Sam, un chico afgano que lleva cinco meses viviendo en Serbia, apunta que “la gente no va a los campos porque son prisiones. Además se hacen deportaciones a Bulgaria y Turquía. Es volver a atrás. No tenemos más dinero para seguir intentando con frustración volver una y otra vez. Los campos son cerrados, no hay libertad . Asfixian. No dejan respirar”.
“No queremos que nos traigan cosas, queremos que nos ayudéis a limpiar este lugar, a hacer de este un lugar donde puedan vivir los humanos, no somos ratas. Necesitamos que la gente nos sonría, hablar, pasar el rato. Todo el mundo viene, hace fotos y se va” añade Sam.

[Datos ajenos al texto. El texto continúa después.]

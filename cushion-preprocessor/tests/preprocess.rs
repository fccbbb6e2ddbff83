//! End-to-end runs over real files: sources go into a temp directory, the
//! engine executes, and the preprocessed output is compared after stripping
//! line markers and collapsing whitespace.

use std::fs;

use cushion_preprocessor::{Context, Features, IncludeKind, Options};
use indoc::indoc;
use tempfile::TempDir;

struct Project {
    directory: TempDir,
}

impl Project {
    fn new() -> Self {
        Self {
            directory: TempDir::new().expect("temp directory"),
        }
    }

    fn file(&self, name: &str, content: &str) -> String {
        let path = self.directory.path().join(name);
        if let Some(parent) = path.parent() {
            fs::create_dir_all(parent).expect("create parent directories");
        }
        fs::write(&path, content).expect("write source file");
        path.to_str().expect("UTF-8 path").to_owned()
    }

    fn path(&self, name: &str) -> String {
        self.directory
            .path()
            .join(name)
            .to_str()
            .expect("UTF-8 path")
            .to_owned()
    }
}

fn run(project: &Project, inputs: &[&str], configure: impl FnOnce(&mut Context)) -> String {
    let mut context = Context::new();
    for input in inputs {
        context.add_input(project.path(input));
    }
    context.set_output(project.path("preprocessed.c"));
    configure(&mut context);
    context.execute().expect("preprocessing should succeed");
    fs::read_to_string(project.path("preprocessed.c")).expect("read output")
}

fn run_error(project: &Project, inputs: &[&str], configure: impl FnOnce(&mut Context)) -> String {
    let mut context = Context::new();
    for input in inputs {
        context.add_input(project.path(input));
    }
    context.set_output(project.path("preprocessed.c"));
    configure(&mut context);
    context.execute().expect_err("preprocessing should fail").to_string()
}

/// Output lines without markers and leading/trailing whitespace, with inner
/// whitespace runs collapsed.
fn significant_lines(output: &str) -> Vec<String> {
    output
        .lines()
        .filter(|line| !line.trim_start().starts_with("#line"))
        .map(|line| line.split_whitespace().collect::<Vec<_>>().join(" "))
        .filter(|line| !line.is_empty())
        .collect()
}
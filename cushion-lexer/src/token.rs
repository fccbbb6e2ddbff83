//! The token model shared by the tokenizer and the preprocessor driver.
//!
//! Tokens own their text. The tokenizer works over a sliding buffer whose
//! contents do not survive a refill, so the text is copied out at emission
//! time; everything downstream (replacement lists, argument captures,
//! extension bodies) can then hold tokens without lifetime ties to the
//! buffer.

use std::ops::Range;

/// Preprocessor directives recognised at the start of a line.
#[derive(Debug, Clone, Copy, PartialEq, Eq)]
pub enum DirectiveKind {
    If,
    Ifdef,
    Ifndef,
    Elif,
    Elifdef,
    Elifndef,
    Else,
    Endif,
    Include,
    Define,
    Undef,
    Line,
    Pragma,
}

/// Identifiers that need special handling somewhere in the pipeline.
///
/// Classification happens in the tokenizer so the driver can dispatch on an
/// enum instead of re-comparing identifier bytes at every use site.
#[derive(Debug, Clone, Copy, PartialEq, Eq)]
pub enum IdentifierKind {
    Regular,

    VaArgs,
    VaOpt,

    File,
    Line,

    CushionPreserve,
    CushionDefer,
    CushionWrapped,
    CushionStatementAccumulator,
    CushionStatementAccumulatorPush,
    CushionStatementAccumulatorRef,
    CushionStatementAccumulatorUnref,
    CushionSnippet,
    CushionEvaluatedArgument,
    CushionReplacementIndex,

    Defined,
    HasInclude,
    HasEmbed,
    HasCAttribute,
    MacroPragma,

    KeywordIf,
    KeywordFor,
    KeywordWhile,
    KeywordDo,
    KeywordSwitch,

    KeywordReturn,
    KeywordBreak,
    KeywordContinue,
    KeywordGoto,

    KeywordDefault,
}

/// Maps an identifier's text to its [`IdentifierKind`].
///
/// Also used after `##` pastes, where the merged text must be re-classified
/// in case the paste produced a reserved name.
pub fn classify_identifier(text: &str) -> IdentifierKind {
    match text {
        "__VA_ARGS__" => IdentifierKind::VaArgs,
        "__VA_OPT__" => IdentifierKind::VaOpt,

        "__FILE__" => IdentifierKind::File,
        "__LINE__" => IdentifierKind::Line,

        "__CUSHION_PRESERVE__" => IdentifierKind::CushionPreserve,
        "CUSHION_DEFER" => IdentifierKind::CushionDefer,
        "__CUSHION_WRAPPED__" => IdentifierKind::CushionWrapped,
        "CUSHION_STATEMENT_ACCUMULATOR" => IdentifierKind::CushionStatementAccumulator,
        "CUSHION_STATEMENT_ACCUMULATOR_PUSH" => IdentifierKind::CushionStatementAccumulatorPush,
        "CUSHION_STATEMENT_ACCUMULATOR_REF" => IdentifierKind::CushionStatementAccumulatorRef,
        "CUSHION_STATEMENT_ACCUMULATOR_UNREF" => IdentifierKind::CushionStatementAccumulatorUnref,
        "CUSHION_SNIPPET" => IdentifierKind::CushionSnippet,
        "__CUSHION_EVALUATED_ARGUMENT__" => IdentifierKind::CushionEvaluatedArgument,
        "__CUSHION_REPLACEMENT_INDEX__" => IdentifierKind::CushionReplacementIndex,

        "defined" => IdentifierKind::Defined,
        "__has_include" => IdentifierKind::HasInclude,
        "__has_embed" => IdentifierKind::HasEmbed,
        "__has_c_attribute" => IdentifierKind::HasCAttribute,
        "_Pragma" => IdentifierKind::MacroPragma,

        "if" => IdentifierKind::KeywordIf,
        "for" => IdentifierKind::KeywordFor,
        "while" => IdentifierKind::KeywordWhile,
        "do" => IdentifierKind::KeywordDo,
        "switch" => IdentifierKind::KeywordSwitch,

        "return" => IdentifierKind::KeywordReturn,
        "break" => IdentifierKind::KeywordBreak,
        "continue" => IdentifierKind::KeywordContinue,
        "goto" => IdentifierKind::KeywordGoto,

        "default" => IdentifierKind::KeywordDefault,

        _ => IdentifierKind::Regular,
    }
}

macro_rules! punctuators {
    ($($name:ident = $text:literal,)*) => {
        /// The C punctuator subset the preprocessor cares about.
        #[derive(Debug, Clone, Copy, PartialEq, Eq)]
        pub enum Punctuator {
            $($name,)*
        }

        impl Punctuator {
            pub fn as_str(self) -> &'static str {
                match self {
                    $(Punctuator::$name => $text,)*
                }
            }
        }
    };
}

punctuators! {
    LeftSquareBracket = "[",
    RightSquareBracket = "]",

    LeftParenthesis = "(",
    RightParenthesis = ")",

    LeftCurlyBrace = "{",
    RightCurlyBrace = "}",

    MemberAccess = ".",
    PointerAccess = "->",

    Increment = "++",
    Decrement = "--",

    BitwiseAnd = "&",
    BitwiseOr = "|",
    BitwiseXor = "^",
    BitwiseInverse = "~",

    Plus = "+",
    Minus = "-",
    Multiply = "*",
    Divide = "/",
    Modulo = "%",

    LogicalNot = "!",
    LogicalAnd = "&&",
    LogicalOr = "||",
    Less = "<",
    Greater = ">",
    LessOrEqual = "<=",
    GreaterOrEqual = ">=",
    Equal = "==",
    NotEqual = "!=",

    LeftShift = "<<",
    RightShift = ">>",

    QuestionMark = "?",
    Colon = ":",
    DoubleColon = "::",
    Semicolon = ";",
    Comma = ",",
    TripleDot = "...",
    Hash = "#",
    DoubleHash = "##",

    Assign = "=",
    PlusAssign = "+=",
    MinusAssign = "-=",
    MultiplyAssign = "*=",
    DivideAssign = "/=",
    LeftShiftAssign = "<<=",
    RightShiftAssign = ">>=",
    BitwiseAndAssign = "&=",
    BitwiseOrAssign = "|=",
    BitwiseXorAssign = "^=",
}

/// Encoding prefix of a character or string literal.
#[derive(Debug, Clone, Copy, PartialEq, Eq)]
pub enum LiteralEncoding {
    Ordinary,
    Utf8,
    Utf16,
    Utf32,
    Wide,
}

/// Kind-specific payload of a [`Token`].
///
/// Literal payloads keep byte ranges into the token's own text rather than
/// copies, so the surrounding quotes and encoding prefix survive verbatim
/// for output while the inner bytes stay addressable for evaluation and
/// stringizing.
#[derive(Debug, Clone, PartialEq, Eq)]
pub enum TokenValue {
    Directive(DirectiveKind),
    /// `<path>` form when `system`, `"path"` form otherwise. The range is
    /// the path without the delimiters.
    HeaderPath { system: bool, path: Range<usize> },
    Identifier(IdentifierKind),
    Punctuator(Punctuator),
    /// Decoded 64-bit value; the text keeps base prefix and suffix.
    Integer(u64),
    /// Recognised but never evaluated.
    Floating,
    CharacterLiteral {
        encoding: LiteralEncoding,
        inner: Range<usize>,
    },
    StringLiteral {
        encoding: LiteralEncoding,
        inner: Range<usize>,
    },
    NewLine,
    /// Whitespace run or line splice.
    Glue,
    Comment,
    EndOfFile,
    /// Any byte sequence that is none of the above; passed through verbatim.
    Other,
}

/// A single preprocessing token.
#[derive(Debug, Clone, PartialEq, Eq)]
pub struct Token {
    pub text: String,
    pub value: TokenValue,
}

impl Token {
    pub fn identifier(text: impl Into<String>) -> Self {
        let text = text.into();
        let kind = classify_identifier(&text);
        Self {
            text,
            value: TokenValue::Identifier(kind),
        }
    }

    pub fn punctuator(punctuator: Punctuator) -> Self {
        Self {
            text: punctuator.as_str().to_owned(),
            value: TokenValue::Punctuator(punctuator),
        }
    }

    pub fn integer(value: u64) -> Self {
        Self {
            text: value.to_string(),
            value: TokenValue::Integer(value),
        }
    }

    /// Builds an ordinary string literal token from unescaped inner text.
    /// The caller is responsible for pre-escaping; this only adds quotes.
    pub fn string_literal(inner_text: &str) -> Self {
        let text = format!("\"{inner_text}\"");
        let inner = 1..text.len() - 1;
        Self {
            text,
            value: TokenValue::StringLiteral {
                encoding: LiteralEncoding::Ordinary,
                inner,
            },
        }
    }

    pub fn end_of_file() -> Self {
        Self {
            text: String::new(),
            value: TokenValue::EndOfFile,
        }
    }

    pub fn identifier_kind(&self) -> Option<IdentifierKind> {
        match self.value {
            TokenValue::Identifier(kind) => Some(kind),
            _ => None,
        }
    }

    pub fn is_punctuator(&self, punctuator: Punctuator) -> bool {
        self.value == TokenValue::Punctuator(punctuator)
    }

    pub fn is_directive(&self) -> bool {
        matches!(
            self.value,
            TokenValue::Directive(_) | TokenValue::HeaderPath { .. }
        )
    }

    pub fn is_end_of_file(&self) -> bool {
        self.value == TokenValue::EndOfFile
    }

    /// Inner text of a header path, character literal or string literal.
    pub fn inner_text(&self) -> &str {
        match &self.value {
            TokenValue::HeaderPath { path, .. } => &self.text[path.clone()],
            TokenValue::CharacterLiteral { inner, .. } | TokenValue::StringLiteral { inner, .. } => {
                &self.text[inner.clone()]
            }
            _ => &self.text,
        }
    }
}

#[cfg(test)]
mod tests {
    use super::*;

    #[test]
    fn classification_is_exact_and_case_sensitive() {
        assert_eq!(classify_identifier("__VA_ARGS__"), IdentifierKind::VaArgs);
        assert_eq!(classify_identifier("defined"), IdentifierKind::Defined);
        assert_eq!(classify_identifier("Defined"), IdentifierKind::Regular);
        assert_eq!(classify_identifier("definedx"), IdentifierKind::Regular);
        assert_eq!(
            classify_identifier("CUSHION_STATEMENT_ACCUMULATOR_PUSH"),
            IdentifierKind::CushionStatementAccumulatorPush
        );
        assert_eq!(classify_identifier("return"), IdentifierKind::KeywordReturn);
    }

    #[test]
    fn merged_text_reclassifies() {
        // `de ## fined` must come out as the reserved word.
        assert_eq!(classify_identifier("defined"), IdentifierKind::Defined);
        assert_eq!(Token::identifier("defined").identifier_kind(), Some(IdentifierKind::Defined));
    }

    #[test]
    fn string_literal_builder_tracks_inner_range() {
        let token = Token::string_literal("a b");
        assert_eq!(token.text, "\"a b\"");
        assert_eq!(token.inner_text(), "a b");
    }
}
/// Resolves one identifier of a replacement list into the tokens it stands
/// for: a parameter's argument, `__VA_ARGS__`, the contents of
/// `__VA_OPT__(…)`, the wrapped block, a snippet helper, or just itself.
/// `index` points at the identifier and is left at the last consumed token.
#[allow(clippy::too_many_arguments)]
fn process_identifier_into_sub_list(
    engine: &mut Engine,
    state: &mut FileState,
    definition: &Macro,
    arguments: &[Vec<Token>],
    wrapped: &[TokenEntry],
    tokens: &[Token],
    index: &mut usize,
    origin: &Origin,
) -> Result<Vec<TokenEntry>> {
    let token = &tokens[*index];
    let kind = token
        .identifier_kind()
        .expect("caller dispatched on an identifier");

    match kind {
        IdentifierKind::VaArgs | IdentifierKind::VaOpt => {
            if !definition.flags.contains(MacroFlags::VARIADIC) {
                return Err(Error::semantics(
                    state.error_location(origin),
                    "Caught attempt to use __VA_ARGS__/__VA_OPT__ in a non-variadic macro.",
                ));
            }
            let variadic_arguments = variadic_rest(definition, arguments);

            if kind == IdentifierKind::VaArgs {
                let mut sub = Vec::new();
                for (argument_index, argument) in variadic_arguments.iter().enumerate() {
                    if argument_index > 0 {
                        sub.push(TokenEntry::new(
                            Token::punctuator(Punctuator::Comma),
                            origin.clone(),
                        ));
                    }
                    for argument_token in argument {
                        sub.push(TokenEntry::new(argument_token.clone(), origin.clone()));
                    }
                }
                return Ok(sub);
            }

            // __VA_OPT__ ( … )
            *index += 1;
            if !tokens
                .get(*index)
                .is_some_and(|token| token.is_punctuator(Punctuator::LeftParenthesis))
            {
                return Err(Error::grammar(
                    state.error_location(origin),
                    "Expected \"(\" after __VA_OPT__ in a replacement list.",
                ));
            }

            let mut depth = 0u32;
            let mut sub = Vec::new();
            loop {
                *index += 1;
                let Some(inner) = tokens.get(*index) else {
                    return Err(Error::grammar(
                        state.error_location(origin),
                        "Got to the end of the replacement list while lexing __VA_OPT__.",
                    ));
                };
                match &inner.value {
                    TokenValue::Punctuator(Punctuator::LeftParenthesis) => depth += 1,
                    TokenValue::Punctuator(Punctuator::RightParenthesis) => {
                        if depth == 0 {
                            break;
                        }
                        depth -= 1;
                    }
                    _ => {}
                }
                if !variadic_arguments.is_empty() {
                    sub.push(TokenEntry::new(inner.clone(), origin.clone()));
                }
            }
            Ok(sub)
        }

        IdentifierKind::CushionWrapped => Ok(wrapped.to_vec()),

        IdentifierKind::CushionReplacementIndex => {
            if !engine.features.contains(Features::SNIPPET) {
                return Err(Error::extension(
                    state.error_location(origin),
                    "Encountered __CUSHION_REPLACEMENT_INDEX__, but the snippet feature is not \
                     enabled.",
                ));
            }
            Ok(vec![TokenEntry::new(
                Token::integer(engine.replacement_index),
                origin.clone(),
            )])
        }

        IdentifierKind::CushionEvaluatedArgument => {
            if !engine.features.contains(Features::SNIPPET) {
                return Err(Error::extension(
                    state.error_location(origin),
                    "Encountered __CUSHION_EVALUATED_ARGUMENT__, but the snippet feature is not \
                     enabled.",
                ));
            }

            // __CUSHION_EVALUATED_ARGUMENT__ ( PARAMETER )
            *index += 1;
            if !tokens
                .get(*index)
                .is_some_and(|token| token.is_punctuator(Punctuator::LeftParenthesis))
            {
                return Err(Error::grammar(
                    state.error_location(origin),
                    "Expected \"(\" after __CUSHION_EVALUATED_ARGUMENT__.",
                ));
            }
            *index += 1;
            let Some(parameter) = tokens.get(*index) else {
                return Err(Error::grammar(
                    state.error_location(origin),
                    "Expected a parameter name inside __CUSHION_EVALUATED_ARGUMENT__.",
                ));
            };
            let Some(argument) = parameter_argument(definition, arguments, &parameter.text) else {
                return Err(Error::grammar(
                    state.error_location(origin),
                    "__CUSHION_EVALUATED_ARGUMENT__ must name a parameter of the macro.",
                ));
            };
            *index += 1;
            if !tokens
                .get(*index)
                .is_some_and(|token| token.is_punctuator(Punctuator::RightParenthesis))
            {
                return Err(Error::grammar(
                    state.error_location(origin),
                    "Expected \")\" after the __CUSHION_EVALUATED_ARGUMENT__ parameter name.",
                ));
            }

            let expanded = eagerly_expand(engine, state, argument, origin)?;
            Ok(expanded
                .into_iter()
                .map(|token| TokenEntry::new(token, origin.clone()))
                .collect())
        }

        _ => {
            if let Some(argument) = parameter_argument(definition, arguments, &token.text) {
                return Ok(argument
                    .iter()
                    .map(|argument_token| TokenEntry::new(argument_token.clone(), origin.clone()))
                    .collect());
            }
            Ok(vec![TokenEntry::new(token.clone(), origin.clone())])
        }
    }
}

/// Fully macro-expands a captured argument to a finished token sequence,
/// without touching the driver's token stack. Used by
/// `__CUSHION_EVALUATED_ARGUMENT__`, whose result takes part in `##` pastes.
pub(crate) fn eagerly_expand(
    engine: &mut Engine,
    state: &mut FileState,
    tokens: &[Token],
    origin: &Origin,
) -> Result<Vec<Token>> {
    let mut pending: Vec<Token> = tokens.iter().rev().cloned().collect();
    let mut expanded = Vec::new();

    while let Some(token) = pending.pop() {
        if !matches!(token.value, TokenValue::Identifier(_)) {
            expanded.push(token);
            continue;
        }
        let Some(definition) = engine.macros.lookup(&token.text) else {
            expanded.push(token);
            continue;
        };
        if definition.flags.contains(MacroFlags::PRESERVED) {
            expanded.push(token);
            continue;
        }
        if definition.flags.contains(MacroFlags::WRAPPED) {
            return Err(Error::extension(
                state.error_location(origin),
                "A wrapper macro cannot be used inside an evaluated argument.",
            ));
        }

        let arguments = if definition.flags.contains(MacroFlags::FUNCTION) {
            collect_arguments_from_list(state, &mut pending, &definition, origin)?
        } else {
            Vec::new()
        };

        let replacement =
            do_macro_replacement(engine, state, &definition, &arguments, &[], origin.line)?;
        for entry in replacement.into_iter().rev() {
            pending.push(entry.token);
        }
    }

    Ok(expanded)
}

Ahora, una vez de vuelta a España y mientras preparan el retorno a Belgrado a partir del 16 de enero, Holes in the borders hace un llamamiento para que todas aquellas personas que quieran se unan al “ejército humano” que van a desplegar por las calles a orillas del Danubio. “Vamos a tratar de dignificar The bus station, vamos a limpiar ese lugar y a tratar de que ese humo tóxico salga de ese lugar y al menos los ojos no se empañen tanto”.